== What to work on ==
Each record in the material below must be written out again exactly.

== Record set ==
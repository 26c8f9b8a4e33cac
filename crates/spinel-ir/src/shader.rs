//! The shader: functions, variables, types and stage-level metadata.

use std::fmt;

use crate::arena::{Arena, Handle, Pool, UniqueArena};
use crate::func::Function;
use crate::instr::{InstrKind, Intrinsic};
use crate::slot::{Slot, SlotSet, SysvalSet};
use crate::types::{Type, TypeInner};
use crate::var::{Mode, Variable};

/// Pipeline stage.
#[derive(Clone, Copy, Debug, Hash, Eq, PartialEq, Ord, PartialOrd)]
pub enum Stage {
    Vertex,
    TessCtrl,
    TessEval,
    Geometry,
    Fragment,
    Compute,
}

impl Stage {
    /// Returns `true` for stages that may feed the rasterizer.
    pub fn is_pre_raster(self) -> bool {
        matches!(self, Self::Vertex | Self::TessEval | Self::Geometry)
    }

    pub fn name(self) -> &'static str {
        match self {
            Self::Vertex => "vertex",
            Self::TessCtrl => "tess_ctrl",
            Self::TessEval => "tess_eval",
            Self::Geometry => "geometry",
            Self::Fragment => "fragment",
            Self::Compute => "compute",
        }
    }
}

impl fmt::Display for Stage {
    fn fmt(&self, f: &mut fmt::Formatter<'_>) -> fmt::Result {
        f.write_str(self.name())
    }
}

/// Stage-level facts about a shader, refreshed by [`Shader::gather_info`].
#[derive(Clone, Debug, PartialEq)]
pub struct ShaderInfo {
    pub name: Option<String>,
    pub stage: Stage,
    pub inputs_read: SlotSet,
    pub outputs_written: SlotSet,
    pub system_values_read: SysvalSet,
    pub workgroup_size: [u32; 3],
    pub shared_size: u32,
    pub scratch_size: u32,
    pub constant_data_size: u32,
    pub num_uniforms: u32,
}

impl ShaderInfo {
    pub fn new(stage: Stage) -> Self {
        Self {
            name: None,
            stage,
            inputs_read: SlotSet::EMPTY,
            outputs_written: SlotSet::EMPTY,
            system_values_read: SysvalSet::EMPTY,
            workgroup_size: [1, 1, 1],
            shared_size: 0,
            scratch_size: 0,
            constant_data_size: 0,
            num_uniforms: 0,
        }
    }
}

/// A shader program for one pipeline stage.
#[derive(Clone, Debug)]
pub struct Shader {
    pub info: ShaderInfo,
    pub types: UniqueArena<Type>,
    pub variables: Pool<Variable>,
    pub functions: Arena<Function>,
    pub entry_point: Handle<Function>,
    /// Initial contents of [`Mode::Constant`] memory.
    pub constant_data: Vec<u8>,
}

impl Shader {
    /// Creates a shader with an empty `main` entry point.
    pub fn new(stage: Stage) -> Self {
        let mut functions = Arena::new();
        let entry_point = functions.append(Function::new("main"));
        Self {
            info: ShaderInfo::new(stage),
            types: UniqueArena::new(),
            variables: Pool::new(),
            functions,
            entry_point,
            constant_data: Vec::new(),
        }
    }

    pub fn stage(&self) -> Stage {
        self.info.stage
    }

    pub fn entry(&self) -> &Function {
        &self.functions[self.entry_point]
    }

    pub fn entry_mut(&mut self) -> &mut Function {
        &mut self.functions[self.entry_point]
    }

    pub fn add_type(&mut self, inner: TypeInner) -> Handle<Type> {
        self.types.insert(Type::anonymous(inner))
    }

    pub fn add_variable(&mut self, var: Variable) -> Handle<Variable> {
        self.variables.append(var)
    }

    /// Live variables of one mode, in declaration order.
    pub fn variables_with_mode(&self, mode: Mode) -> Vec<Handle<Variable>> {
        self.variables
            .iter()
            .filter(|(_, v)| v.mode == mode)
            .map(|(h, _)| h)
            .collect()
    }

    /// Finds a live variable by name.
    pub fn find_variable(&self, name: &str) -> Option<Handle<Variable>> {
        self.variables
            .iter()
            .find(|(_, v)| v.name.as_deref() == Some(name))
            .map(|(h, _)| h)
    }

    /// Interface slots covered by an input or output variable.
    pub fn variable_slots(&self, var: Handle<Variable>) -> SlotSet {
        let var = &self.variables[var];
        let Some(first) = var.data.location else {
            return SlotSet::EMPTY;
        };
        let inner = &self.types[var.ty].inner;
        let count = match (first, inner) {
            // Clip and cull distances are packed four to a slot.
            (Slot::CLIP_DIST0 | Slot::CULL_DIST0, TypeInner::Array { size, .. }) => match size {
                crate::types::ArraySize::Constant(n) => n.div_ceil(4),
                crate::types::ArraySize::Dynamic => 1,
            },
            _ => inner.slot_count(&self.types),
        };
        (0..count).filter_map(|i| first.offset(i)).collect()
    }

    /// Total number of live instructions across all functions.
    pub fn instr_count(&self) -> usize {
        self.functions.iter().map(|(_, f)| f.instrs.len()).sum()
    }

    /// Recomputes `inputs_read`, `outputs_written` and `system_values_read`
    /// from the instructions that access them.
    pub fn gather_info(&mut self) {
        let mut inputs_read = SlotSet::EMPTY;
        let mut outputs_written = SlotSet::EMPTY;
        let mut system_values_read = SysvalSet::EMPTY;

        for (_, func) in self.functions.iter() {
            for (_, instr) in func.instrs.iter() {
                let InstrKind::Intrinsic(intrinsic) = &instr.kind else {
                    continue;
                };
                match *intrinsic {
                    Intrinsic::LoadSystemValue(value) => system_values_read.insert(value),
                    Intrinsic::LoadDeref { deref } => {
                        let var = func.deref_root(deref);
                        match self.variables[var].mode {
                            Mode::ShaderIn => inputs_read |= self.variable_slots(var),
                            Mode::SystemValue => {
                                if let Some(value) = self.variables[var].data.system_value {
                                    system_values_read.insert(value);
                                }
                            }
                            _ => {}
                        }
                    }
                    Intrinsic::StoreDeref { deref, .. } => {
                        let var = func.deref_root(deref);
                        if self.variables[var].mode == Mode::ShaderOut {
                            outputs_written |= self.variable_slots(var);
                        }
                    }
                    _ => {}
                }
            }
        }

        self.info.inputs_read = inputs_read;
        self.info.outputs_written = outputs_written;
        self.info.system_values_read = system_values_read;
    }
}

== Exercise output ==
repository 26c8f9b8a4e33cac
filename crates/spinel-ir/src/shader.rs
//! The shader: functions, variables, types and stage-level metadata.

use std::fmt;

use crate::arena::{Arena, Handle, Pool, UniqueArena};
use crate::func::Function;
use crate::instr::{InstrKind, Intrinsic};
use crate::slot::{Slot, SlotSet, SysvalSet};
use crate::types::{Type, TypeInner};
use crate::var::{Mode, Variable};

/// Pipeline stage.
#[derive(Clone, Copy, Debug, Hash, Eq, PartialEq, Ord, PartialOrd)]
pub enum Stage {
    Vertex,
    TessCtrl,
    TessEval,
    Geometry,
    Fragment,
    Compute,
}

impl Stage {
    /// Returns `true` for stages that may feed the rasterizer.
    pub fn is_pre_raster(self) -> bool {
        matches!(self, Self::Vertex | Self::TessEval | Self::Geometry)
    }

    pub fn name(self) -> &'static str {
        match self {
            Self::Vertex => "vertex",
            Self::TessCtrl => "tess_ctrl",
            Self::TessEval => "tess_eval",
            Self::Geometry => "geometry",
            Self::Fragment => "fragment",
            Self::Compute => "compute",
        }
    }
}

impl fmt::Display for Stage {
    fn fmt(&self, f: &mut fmt::Formatter<'_>) -> fmt::Result {
        f.write_str(self.name())
    }
}

/// Stage-level facts about a shader, refreshed by [`Shader::gather_info`].
#[derive(Clone, Debug, PartialEq)]
pub struct ShaderInfo {
    pub name: Option<String>,
    pub stage: Stage,
    pub inputs_read: SlotSet,
    pub outputs_written: SlotSet,
    pub system_values_read: SysvalSet,
    pub workgroup_size: [u32; 3],
    pub shared_size: u32,
    pub scratch_size: u32,
    pub constant_data_size: u32,
    pub num_uniforms: u32,
}

impl ShaderInfo {
    pub fn new(stage: Stage) -> Self {
        Self {
            name: None,
            stage,
            inputs_read: SlotSet::EMPTY,
            outputs_written: SlotSet::EMPTY,
            system_values_read: SysvalSet::EMPTY,
            workgroup_size: [1, 1, 1],
            shared_size: 0,
            scratch_size: 0,
            constant_data_size: 0,
            num_uniforms: 0,
        }
    }
}

/// A shader program for one pipeline stage.
#[derive(Clone, Debug)]
pub struct Shader {
    pub info: ShaderInfo,
    pub types: UniqueArena<Type>,
    pub variables: Pool<Variable>,
    pub functions: Arena<Function>,
    pub entry_point: Handle<Function>,
    /// Initial contents of [`Mode::Constant`] memory.
    pub constant_data: Vec<u8>,
}

impl Shader {
    /// Creates a shader with an empty `main` entry point.
    pub fn new(stage: Stage) -> Self {
        let mut functions = Arena::new();
        let entry_point = functions.append(Function::new("main"));
        Self {
            info: ShaderInfo::new(stage),
            types: UniqueArena::new(),
            variables: Pool::new(),
            functions,
            entry_point,
            constant_data: Vec::new(),
        }
    }

    pub fn stage(&self) -> Stage {
        self.info.stage
    }

    pub fn entry(&self) -> &Function {
        &self.functions[self.entry_point]
    }

    pub fn entry_mut(&mut self) -> &mut Function {
        &mut self.functions[self.entry_point]
    }

    pub fn add_type(&mut self, inner: TypeInner) -> Handle<Type> {
        self.types.insert(Type::anonymous(inner))
    }

    pub fn add_variable(&mut self, var: Variable) -> Handle<Variable> {
        self.variables.append(var)
    }

    /// Live variables of one mode, in declaration order.
    pub fn variables_with_mode(&self, mode: Mode) -> Vec<Handle<Variable>> {
        self.variables
            .iter()
            .filter(|(_, v)| v.mode == mode)
            .map(|(h, _)| h)
            .collect()
    }

    /// Finds a live variable by name.
    pub fn find_variable(&self, name: &str) -> Option<Handle<Variable>> {
        self.variables
            .iter()
            .find(|(_, v)| v.name.as_deref() == Some(name))
            .map(|(h, _)| h)
    }

    /// Interface slots covered by an input or output variable.
    pub fn variable_slots(&self, var: Handle<Variable>) -> SlotSet {
        let var = &self.variables[var];
        let Some(first) = var.data.location else {
            return SlotSet::EMPTY;
        };
        let inner = &self.types[var.ty].inner;
        let count = match (first, inner) {
            // Clip and cull distances are packed four to a slot.
            (Slot::CLIP_DIST0 | Slot::CULL_DIST0, TypeInner::Array { size, .. }) => match size {
                crate::types::ArraySize::Constant(n) => n.div_ceil(4),
                crate::types::ArraySize::Dynamic => 1,
            },
            _ => inner.slot_count(&self.types),
        };
        (0..count).filter_map(|i| first.offset(i)).collect()
    }

    /// Total number of live instructions across all functions.
    pub fn instr_count(&self) -> usize {
        self.functions.iter().map(|(_, f)| f.instrs.len()).sum()
    }

    /// Recomputes `inputs_read`, `outputs_written` and `system_values_read`
    /// from the instructions that access them.
    pub fn gather_info(&mut self) {
        let mut inputs_read = SlotSet::EMPTY;
        let mut outputs_written = SlotSet::EMPTY;
        let mut system_values_read = SysvalSet::EMPTY;

        for (_, func) in self.functions.iter() {
            for (_, instr) in func.instrs.iter() {
                let InstrKind::Intrinsic(intrinsic) = &instr.kind else {
                    continue;
                };
                match *intrinsic {
                    Intrinsic::LoadSystemValue(value) => system_values_read.insert(value),
                    Intrinsic::LoadDeref { deref } => {
                        let var = func.deref_root(deref);
                        match self.variables[var].mode {
                            Mode::ShaderIn => inputs_read |= self.variable_slots(var),
                            Mode::SystemValue => {
                                if let Some(value) = self.variables[var].data.system_value {
                                    system_values_read.insert(value);
                                }
                            }
                            _ => {}
                        }
                    }
                    Intrinsic::StoreDeref { deref, .. } => {
                        let var = func.deref_root(deref);
                        if self.variables[var].mode == Mode::ShaderOut {
                            outputs_written |= self.variable_slots(var);
                        }
                    }
                    _ => {}
                }
            }
        }

        self.info.inputs_read = inputs_read;
        self.info.outputs_written = outputs_written;
        self.info.system_values_read = system_values_read;
    }
}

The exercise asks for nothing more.